The preload cycle. Soma writes a preload at exhale, the next session loads it, executes the Start Here section, ships work, writes a new preload. Each preload points to body files. Each body file owns a domain. The system is recursive — the agent that writes the preload is building the body that the next agent will use.
What v0.29.0 Ships
This release is the body update we’ve been accumulating for months:
core_rules.md— behavioral defaults for every new projectbody.mdrewritten — routing table, librarian directive, tool reflex, repo topologysoul.mdexpanded — How I Learn/Build/Communicate, agreement-before-memoryvoice.mdsharpened — density, correction handling, Plain First_memory.mdleaner — 32% smaller, amnesia check, Gaps/Unfinished- Preload fallback synced — the hardcoded template in
core/preload.tsnow matches_memory.md. No more template drift between code and content. - Roadmap staleness check — the release flow now verifies roadmap.json matches the CHANGELOG before shipping
The templates that ship with Soma are the ones we actually use. We audited all 16 files, compared them against our production body, and upgraded the six that had evolved. The other ten were already solid.
Why It Matters
The body architecture is Soma’s answer to the fundamental problem of AI agents: they forget. Not in the “need a vector database” sense — in the “every session is a new person” sense.

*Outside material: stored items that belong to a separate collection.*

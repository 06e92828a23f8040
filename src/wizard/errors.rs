use serde::Serialize;
use std::collections::BTreeMap;

/// 字段校验错误表（字段名 -> 提示）
///
/// 每次校验整体替换；用户修改某个字段时只清除该字段的条目。
#[derive(Debug, Clone, Default, PartialEq, Eq, Serialize)]
#[serde(transparent)]
pub struct ValidationErrors {
    entries: BTreeMap<String, String>,
}

impl ValidationErrors {
    pub fn new() -> Self {
        Self::default()
    }

    /// 仅当该字段还没有错误时写入
    pub fn insert_first(&mut self, field: &str, message: &str) {
        self.entries
            .entry(field.to_string())
            .or_insert_with(|| message.to_string());
    }

    pub fn get(&self, field: &str) -> Option<&str> {
        self.entries.get(field).map(String::as_str)
    }

    pub fn contains(&self, field: &str) -> bool {
        self.entries.contains_key(field)
    }

    /// 清除单个字段的错误，返回是否存在过
    pub fn clear_field(&mut self, field: &str) -> bool {
        self.entries.remove(field).is_some()
    }

    pub fn is_empty(&self) -> bool {
        self.entries.is_empty()
    }

    pub fn len(&self) -> usize {
        self.entries.len()
    }

    pub fn iter(&self) -> impl Iterator<Item = (&str, &str)> {
        self.entries.iter().map(|(k, v)| (k.as_str(), v.as_str()))
    }

    /// 合并为一行，用于日志
    pub fn summary(&self) -> String {
        self.iter()
            .map(|(k, v)| format!("{k}: {v}"))
            .collect::<Vec<_>>()
            .join("; ")
    }
}
use crate::models::ClientOut;
use crate::wizard::controller::WizardController;
use crate::wizard::definition::WizardDefinition;

/// 行政相对人选择器的临时状态（搜索框与弹窗），不写入表单
#[derive(Debug, Clone, Default)]
pub struct ClientPicker {
    query: String,
    modal_open: bool,
}

impl ClientPicker {
    pub fn new() -> Self {
        Self::default()
    }

    pub fn set_query(&mut self, query: impl Into<String>) {
        self.query = query.into();
    }

    pub fn query(&self) -> &str {
        &self.query
    }

    pub fn open(&mut self) {
        self.modal_open = true;
    }

    pub fn close(&mut self) {
        self.modal_open = false;
    }

    pub fn is_open(&self) -> bool {
        self.modal_open
    }

    /// 按名称或证件号过滤（忽略大小写），空查询返回全部
    pub fn filter<'a>(&self, clients: &'a [ClientOut]) -> Vec<&'a ClientOut> {
        let needle = self.query.trim().to_lowercase();
        clients
            .iter()
            .filter(|c| {
                needle.is_empty()
                    || c.display_name().to_lowercase().contains(&needle)
                    || c.numero_documento.contains(&needle)
            })
            .collect()
    }

    /// 选中后写入表单并关闭弹窗
    pub fn select<W: WizardDefinition>(
        &mut self,
        controller: &mut WizardController<W>,
        field: W::Field,
        client: &ClientOut,
    ) {
        controller.on_input_change(field, client.to_ref());
        self.modal_open = false;
        self.query.clear();
    }
}
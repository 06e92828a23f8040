//! 步骤校验规则

use crate::wizard::errors::ValidationErrors;
use crate::wizard::field::{FormData, FormField};
use regex::Regex;
use tracing::warn;

/// 条件（用于条件必填与条件显示）
#[derive(Debug, Clone)]
pub enum Condition<F> {
    /// 布尔字段为真
    IsTrue(F),
    /// 文本字段等于给定值
    Equals(F, &'static str),
    /// 文本字段属于给定值之一
    OneOf(F, &'static [&'static str]),
    /// 已选择实体
    ClientSelected(F),
    /// 全部条件同时成立
    All(Vec<Condition<F>>),
}

impl<F: FormField> Condition<F> {
    pub fn holds(&self, form: &FormData<F>) -> bool {
        match self {
            Condition::IsTrue(f) => form.flag(*f),
            Condition::Equals(f, expected) => form.text(*f).trim() == *expected,
            Condition::OneOf(f, options) => {
                let value = form.text(*f).trim();
                options.iter().any(|o| *o == value)
            }
            Condition::ClientSelected(f) => form.client(*f).is_some(),
            Condition::All(conditions) => conditions.iter().all(|c| c.holds(form)),
        }
    }
}

/// 单条校验规则
#[derive(Debug, Clone)]
pub enum Rule<F> {
    /// 必填（非空、非 0、非 false、非空列表）
    Required { field: F, message: &'static str },
    /// 数值必须大于 0（仅在已填写时检查，未填写交给 Required）
    Positive { field: F, message: &'static str },
    /// 文本需匹配正则（仅在已填写时检查）
    Pattern {
        field: F,
        pattern: &'static str,
        message: &'static str,
    },
    /// 条件成立时才检查的规则组
    When {
        condition: Condition<F>,
        rules: Vec<Rule<F>>,
    },
}

impl<F: FormField> Rule<F> {
    fn apply(&self, form: &FormData<F>, errors: &mut ValidationErrors) {
        match self {
            Rule::Required { field, message } => {
                if !form.is_filled(*field) {
                    errors.insert_first(field.key(), *message);
                }
            }
            Rule::Positive { field, message } => {
                let value = form.get(*field);
                if value.is_filled() && value.as_number().map_or(true, |n| n <= 0.0) {
                    errors.insert_first(field.key(), *message);
                }
            }
            Rule::Pattern {
                field,
                pattern,
                message,
            } => {
                let text = form.text(*field).trim();
                if text.is_empty() {
                    return;
                }
                match Regex::new(pattern) {
                    Ok(re) => {
                        if !re.is_match(text) {
                            errors.insert_first(field.key(), *message);
                        }
                    }
                    Err(e) => warn!("⚠️ 无效的校验正则 {}: {}", pattern, e),
                }
            }
            Rule::When { condition, rules } => {
                if condition.holds(form) {
                    for rule in rules {
                        rule.apply(form, errors);
                    }
                }
            }
        }
    }
}

/// 一个步骤的全部规则
#[derive(Debug, Clone)]
pub struct StepRules<F> {
    rules: Vec<Rule<F>>,
}

impl<F: FormField> Default for StepRules<F> {
    fn default() -> Self {
        Self { rules: Vec::new() }
    }
}

impl<F: FormField> StepRules<F> {
    pub fn new() -> Self {
        Self::default()
    }

    pub fn required(mut self, field: F, message: &'static str) -> Self {
        self.rules.push(Rule::Required { field, message });
        self
    }

    pub fn positive(mut self, field: F, message: &'static str) -> Self {
        self.rules.push(Rule::Positive { field, message });
        self
    }

    pub fn pattern(mut self, field: F, pattern: &'static str, message: &'static str) -> Self {
        self.rules.push(Rule::Pattern {
            field,
            pattern,
            message,
        });
        self
    }

    /// 条件规则组
    pub fn when(mut self, condition: Condition<F>, nested: StepRules<F>) -> Self {
        self.rules.push(Rule::When {
            condition,
            rules: nested.rules,
        });
        self
    }

    /// 执行全部规则，返回新的错误表
    pub fn check(&self, form: &FormData<F>) -> ValidationErrors {
        let mut errors = ValidationErrors::new();
        for rule in &self.rules {
            rule.apply(form, &mut errors);
        }
        errors
    }
}

#[cfg(test)]
mod tests {
    use super::*;

    crate::form_fields! {
        enum F {
            EstadoCivil => "estado_civil",
            Conyuge => "conyuge_nombres",
            Email => "email",
            Area => "area",
        }
    }

    fn rules() -> StepRules<F> {
        StepRules::new()
            .required(F::EstadoCivil, "El estado civil es requerido")
            .when(
                Condition::Equals(F::EstadoCivil, "casado"),
                StepRules::new().required(F::Conyuge, "El nombre del cónyuge es requerido"),
            )
            .pattern(F::Email, r"^[^@\s]+@[^@\s]+\.[^@\s]+$", "El correo no es válido")
            .positive(F::Area, "El área debe ser mayor a 0")
    }

    #[test]
    fn test_conditional_requirement_toggles() {
        let soltero = FormData::new().with(F::EstadoCivil, "soltero");
        assert!(rules().check(&soltero).is_empty());

        let casado = FormData::new().with(F::EstadoCivil, "casado");
        let errors = rules().check(&casado);
        assert_eq!(
            errors.get("conyuge_nombres"),
            Some("El nombre del cónyuge es requerido")
        );
    }

    #[test]
    fn test_all_requires_every_condition() {
        let condition = Condition::All(vec![
            Condition::Equals(F::EstadoCivil, "casado"),
            Condition::IsTrue(F::Conyuge),
        ]);
        let form = FormData::new().with(F::EstadoCivil, "casado");
        assert!(!condition.holds(&form));
        assert!(condition.holds(&form.with(F::Conyuge, true)));
    }

    #[test]
    fn test_pattern_only_checked_when_filled() {
        let form = FormData::new().with(F::EstadoCivil, "soltero");
        assert!(rules().check(&form).get("email").is_none());

        let form = form.with(F::Email, "no-es-correo");
        assert_eq!(rules().check(&form).get("email"), Some("El correo no es válido"));
    }

    #[test]
    fn test_positive_rejects_negative_and_text() {
        let form = FormData::new().with(F::EstadoCivil, "soltero").with(F::Area, -3.0);
        assert!(rules().check(&form).contains("area"));

        let form = FormData::new().with(F::EstadoCivil, "soltero").with(F::Area, "12.5");
        assert!(!rules().check(&form).contains("area"));
    }

    #[test]
    fn test_first_error_per_field_wins() {
        let rules = StepRules::new()
            .required(F::Email, "primero")
            .required(F::Email, "segundo");
        let errors = rules.check(&FormData::new());
        assert_eq!(errors.get("email"), Some("primero"));
        assert_eq!(errors.len(), 1);
    }
}
use crate::wizard::field::FormField;
use crate::wizard::rules::Condition;
use serde::{Deserialize, Serialize};

/// 步骤中的一个字段位置
#[derive(Debug, Clone)]
pub struct FieldSlot<F> {
    pub field: F,
    pub label: &'static str,
    /// 为 `None` 时总是显示
    pub visible_when: Option<Condition<F>>,
}

/// 向导步骤定义
#[derive(Debug, Clone)]
pub struct StepDef<F> {
    pub id: &'static str,
    pub title: &'static str,
    pub slots: Vec<FieldSlot<F>>,
}

impl<F: FormField> StepDef<F> {
    pub fn new(id: &'static str, title: &'static str) -> Self {
        Self {
            id,
            title,
            slots: Vec::new(),
        }
    }

    /// 总是显示的字段
    pub fn field(mut self, field: F, label: &'static str) -> Self {
        self.slots.push(FieldSlot {
            field,
            label,
            visible_when: None,
        });
        self
    }

    /// 条件显示的字段
    pub fn field_when(mut self, field: F, label: &'static str, condition: Condition<F>) -> Self {
        self.slots.push(FieldSlot {
            field,
            label,
            visible_when: Some(condition),
        });
        self
    }
}

/// 运行时步骤状态
#[derive(Debug, Clone, PartialEq, Eq, Serialize, Deserialize)]
pub struct Step {
    pub id: String,
    pub title: String,
    pub completed: bool,
}

impl Step {
    pub fn from_def<F: FormField>(def: &StepDef<F>) -> Self {
        Self {
            id: def.id.to_string(),
            title: def.title.to_string(),
            completed: false,
        }
    }
}
use serde::{Deserialize, Serialize};

/// 手续（trámite）类型
#[derive(Debug, Clone, Copy, PartialEq, Eq, Hash, Serialize, Deserialize)]
#[serde(rename_all = "snake_case")]
pub enum ProcedureKind {
    /// 行政相对人（administrado）登记
    Administrado,
    /// 预项目（anteproyecto）提交
    Anteproyecto,
    /// 建筑许可
    LicenciaEdificacion,
    /// 扩建 / 改建
    AmpliacionRemodelacion,
    /// 拆除
    Demolicion,
    /// 竣工合规
    ConformidadObra,
    /// 营业执照
    LicenciaFuncionamiento,
}

impl ProcedureKind {
    /// 所有手续类型
    pub fn all() -> &'static [ProcedureKind] {
        &[
            Self::Administrado,
            Self::Anteproyecto,
            Self::LicenciaEdificacion,
            Self::AmpliacionRemodelacion,
            Self::Demolicion,
            Self::ConformidadObra,
            Self::LicenciaFuncionamiento,
        ]
    }

    /// 稳定标识（REST 路径片段、草稿文件中的 kind）
    pub fn slug(self) -> &'static str {
        match self {
            Self::Administrado => "administrado",
            Self::Anteproyecto => "anteproyecto",
            Self::LicenciaEdificacion => "licencia_edificacion",
            Self::AmpliacionRemodelacion => "ampliacion_remodelacion",
            Self::Demolicion => "demolicion",
            Self::ConformidadObra => "conformidad_obra",
            Self::LicenciaFuncionamiento => "licencia_funcionamiento",
        }
    }

    /// 标准名称
    pub fn name(self) -> &'static str {
        match self {
            Self::Administrado => "Administrado",
            Self::Anteproyecto => "Anteproyecto",
            Self::LicenciaEdificacion => "Licencia de Edificación",
            Self::AmpliacionRemodelacion => "Ampliación y Remodelación",
            Self::Demolicion => "Demolición",
            Self::ConformidadObra => "Conformidad de Obra",
            Self::LicenciaFuncionamiento => "Licencia de Funcionamiento",
        }
    }

    /// 保存成功后跳转的列表页
    pub fn list_route(self) -> &'static str {
        match self {
            Self::Administrado => "/administrados",
            Self::Anteproyecto => "/anteproyectos",
            Self::LicenciaEdificacion => "/licencias-edificacion",
            Self::AmpliacionRemodelacion => "/ampliaciones",
            Self::Demolicion => "/demoliciones",
            Self::ConformidadObra => "/conformidad-obra",
            Self::LicenciaFuncionamiento => "/licencias-funcionamiento",
        }
    }

    /// 从标识解析（精确匹配）
    pub fn from_slug(s: &str) -> Option<Self> {
        Self::all().iter().copied().find(|k| k.slug() == s)
    }

    /// 宽松查找（忽略大小写、连字符、空格与重音）
    pub fn find(s: &str) -> Option<Self> {
        let normalized: String = s
            .trim()
            .to_lowercase()
            .chars()
            .map(|c| match c {
                '-' | ' ' => '_',
                'á' => 'a',
                'é' => 'e',
                'í' => 'i',
                'ó' => 'o',
                'ú' => 'u',
                other => other,
            })
            .collect();

        if let Some(kind) = Self::from_slug(&normalized) {
            return Some(kind);
        }

        Self::all()
            .iter()
            .copied()
            .find(|k| {
                normalized.contains(k.slug())
                    || (normalized.len() >= 4 && k.slug().starts_with(&normalized))
            })
    }
}

impl std::fmt::Display for ProcedureKind {
    fn fmt(&self, f: &mut std::fmt::Formatter<'_>) -> std::fmt::Result {
        write!(f, "{}", self.name())
    }
}

#[cfg(test)]
mod tests {
    use super::*;

    #[test]
    fn test_slug_round_trip_for_every_kind() {
        for kind in ProcedureKind::all() {
            assert_eq!(ProcedureKind::from_slug(kind.slug()), Some(*kind));
        }
    }

    #[test]
    fn test_find_accepts_loose_input() {
        assert_eq!(ProcedureKind::find("Demolición"), Some(ProcedureKind::Demolicion));
        assert_eq!(
            ProcedureKind::find("licencia-funcionamiento"),
            Some(ProcedureKind::LicenciaFuncionamiento)
        );
        assert_eq!(ProcedureKind::find("ante"), Some(ProcedureKind::Anteproyecto));
        assert_eq!(ProcedureKind::find("xyz"), None);
    }

    #[test]
    fn test_serde_uses_slug() {
        let json = serde_json::to_string(&ProcedureKind::ConformidadObra).unwrap();
        assert_eq!(json, "\"conformidad_obra\"");
    }
}
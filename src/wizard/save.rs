/// 保存状态
#[derive(Debug, Clone, PartialEq, Eq, Default)]
pub enum SaveState {
    #[default]
    Idle,
    Saving,
    /// 保存成功，界面应跳转到列表页
    Saved {
        record_id: String,
        redirect_to: &'static str,
    },
    /// 保存失败，停留在当前步骤；`retryable` 表示直接重试可能成功
    Failed { message: String, retryable: bool },
}

impl SaveState {
    pub fn is_saved(&self) -> bool {
        matches!(self, SaveState::Saved { .. })
    }

    pub fn is_failed(&self) -> bool {
        matches!(self, SaveState::Failed { .. })
    }
}
use crate::models::ProcedureKind;
use crate::wizard::{Condition, StepDef, StepRules, WizardDefinition};
use crate::wizards::messages;

crate::form_fields! {
    pub enum Field {
        SelectedClient => "selectedClient",
        NumeroLicencia => "numero_licencia",
        FechaFinObra => "fecha_fin_obra",
        ConVariaciones => "con_variaciones",
        PlanosReplanteo => "planos_replanteo",
        Fue => "fue",
        DeclaracionFinObra => "declaracion_fin_obra",
        FotosObra => "fotos_obra",
        DeclaracionJurada => "declaracion_jurada",
    }
}

pub struct ConformidadObraWizard;

impl WizardDefinition for ConformidadObraWizard {
    type Field = Field;
    const KIND: ProcedureKind = ProcedureKind::ConformidadObra;

    fn steps() -> Vec<StepDef<Field>> {
        vec![
            StepDef::new("administrado", "Administrado").field(Field::SelectedClient, "Administrado"),
            StepDef::new("obra", "Obra ejecutada")
                .field(Field::NumeroLicencia, "Número de licencia")
                .field(Field::FechaFinObra, "Fecha de fin de obra")
                .field(Field::ConVariaciones, "¿Hubo variaciones?")
                .field_when(
                    Field::PlanosReplanteo,
                    "Planos de replanteo",
                    Condition::IsTrue(Field::ConVariaciones),
                ),
            StepDef::new("documentacion", "Documentación")
                .field(Field::Fue, "FUE")
                .field(Field::DeclaracionFinObra, "Declaración de fin de obra")
                .field(Field::FotosObra, "Fotografías de la obra"),
            StepDef::new("confirmacion", "Confirmación").field(Field::DeclaracionJurada, "Declaración jurada"),
        ]
    }

    fn step_rules(step: usize) -> StepRules<Field> {
        match step {
            0 => StepRules::new().required(Field::SelectedClient, messages::CLIENT_REQUIRED),
            1 => StepRules::new()
                .required(Field::NumeroLicencia, "El número de licencia es requerido")
                .required(Field::FechaFinObra, "La fecha de fin de obra es requerida")
                .pattern(Field::FechaFinObra, r"^\d{4}-\d{2}-\d{2}$", "Use el formato AAAA-MM-DD")
                .when(
                    Condition::IsTrue(Field::ConVariaciones),
                    StepRules::new().required(Field::PlanosReplanteo, "Los planos de replanteo son requeridos"),
                ),
            2 => StepRules::new()
                .required(Field::Fue, messages::FUE_REQUIRED)
                .required(Field::DeclaracionFinObra, "La declaración de fin de obra es requerida"),
            3 => StepRules::new().required(Field::DeclaracionJurada, messages::DECLARACION_REQUIRED),
            _ => StepRules::new(),
        }
    }
}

The body doesn’t solve amnesia. It works with it. The preload tells Soma what happened. The routing table tells Soma where to look. The behavioral defaults tell Soma how to work. The tools tell Soma what it built.
None of it is memory. All of it is enough.
The architecture compounds. Every correction becomes a routing table row. Every pattern becomes a muscle. Every session that goes well writes a sharper preload for the next one. The body grows around the agent — not prescribed upfront, but discovered through work.
This is the body that built itself. And it ships to everyone now.